Cube #347 plied the transwarp corridors on autopilot, the computer taking over all navigational duties. Parameters had been specified to avoid all potential problems. The primarily trouble would be spatial anomalies as civilizations normally did not reach transwarp (or beyond) without attracting the fatal interests of the Collective. No signs of transwarp had ever been detected in the present galactic grid coordinates.
Doctor was weary, but not because of denatured nanoprobes. Too much work, too little communication with others, was taking its toll; Doctor could feel his grip on the Borg equivalent of sanity, even as loosely defined by Cube #347, beginning to slip.

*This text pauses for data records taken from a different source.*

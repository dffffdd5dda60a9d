//! PI-CI shared types.
//!
//! Error taxonomy, byte sizes and the fixed unit/tier constants used by
//! both the `pici` library and the `pici` command-line tool.

pub mod constants;
pub mod errors;
pub mod units;

pub use errors::{PiciError, PiciResult};
pub use units::ByteSize;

Standing by a workbench, between surgeries as he searched through continually updated reports on the system health of over four thousand drones for the member with the highest priority, Doctor's glazed gaze ran over a piece of new-looking hardware located in the upper corner of the maintenance bay. He blinked once as the computer automatically returned his query, labeling the unit as one of the projectors of Weapon's holo battle system.
An idea floated deep in Doctor's mind, or perhaps it was the dreaming thought of a crewmember (or several) in the driftless oblivion of long-term stasis. The deep subconscious of all the drones were linked, even as Doctor was awake and all else were asleep, all reacting on a fundamental level to the perceptions and experiences of every connected mentality. The origin of the thought was not relevant; the outcome was.
"Holoprojector," mused Doctor outloud. 'Holoprojector' echoed in the nearly empty dataspaces, bouncing off the ghost signatures of drones on the edge of awareness. "Holoprojector," repeated Doctor to himself. The idea took root and flowered.
Clicking his teeth excitedly together, Doctor had a flash of original inspiration, a very rare occurrence among a civilization which relied upon other species to supply assimilated ingenuity. {Computer, activate holoprojector system in Maintenance Bay #5. Display member of species #218.}
A Talaxian in the colorful uniform of its navy shimmered into creation. Spots, hedgehog hair, yellow eyes, the Talaxian stereotyped its species. Doctor nodded with pleasure.
{Computer, link Talaxian algorithms to drone maintenance databases and set program to be compliant to my commands.} The computer sent acknowledgment of the demand as it was completed.
Doctor roughly awoke 93 of 300 from her stasis, beaming her to a workbench in the bay. Weak protests at the treatment were ignored as Doctor focused on the species #218 archetype. "You will remove malfunctioning implants from 93 of 300. Do you understand?"
The Talaxian blinked, then turned mechanically to regard the prone drone. "I understand. I will comply." Doctor nodded as the hologram picked up a scalpel and began to cut with exacting precision.
As Doctor began to activate as many holograms as possible, it became swiftly apparent the computer system would project only one archetype at a time. Each basic algorithm could not be mass duplicated; the origin of the problem was linked to a software bug of Weapon's accidental devising. Still, the weapon hierarchy's modified BorgCraft files held dozens of species profiles.
Fifty-one holograms populated a total of three maintenance bays, allowing twenty-five workbenches to be in use at any one time. Unfortunately, while it was an improvement over one bench, twenty-five slots for four thousand plus drones in a state of continual body system decay was barely a drop in the bucket. Doctor took an hour to automate the selection of priority cases, then turned his attention to the holo-entertainment files taken from the Federation starship Fiji. Several dozen additional character algorithms could be sensed.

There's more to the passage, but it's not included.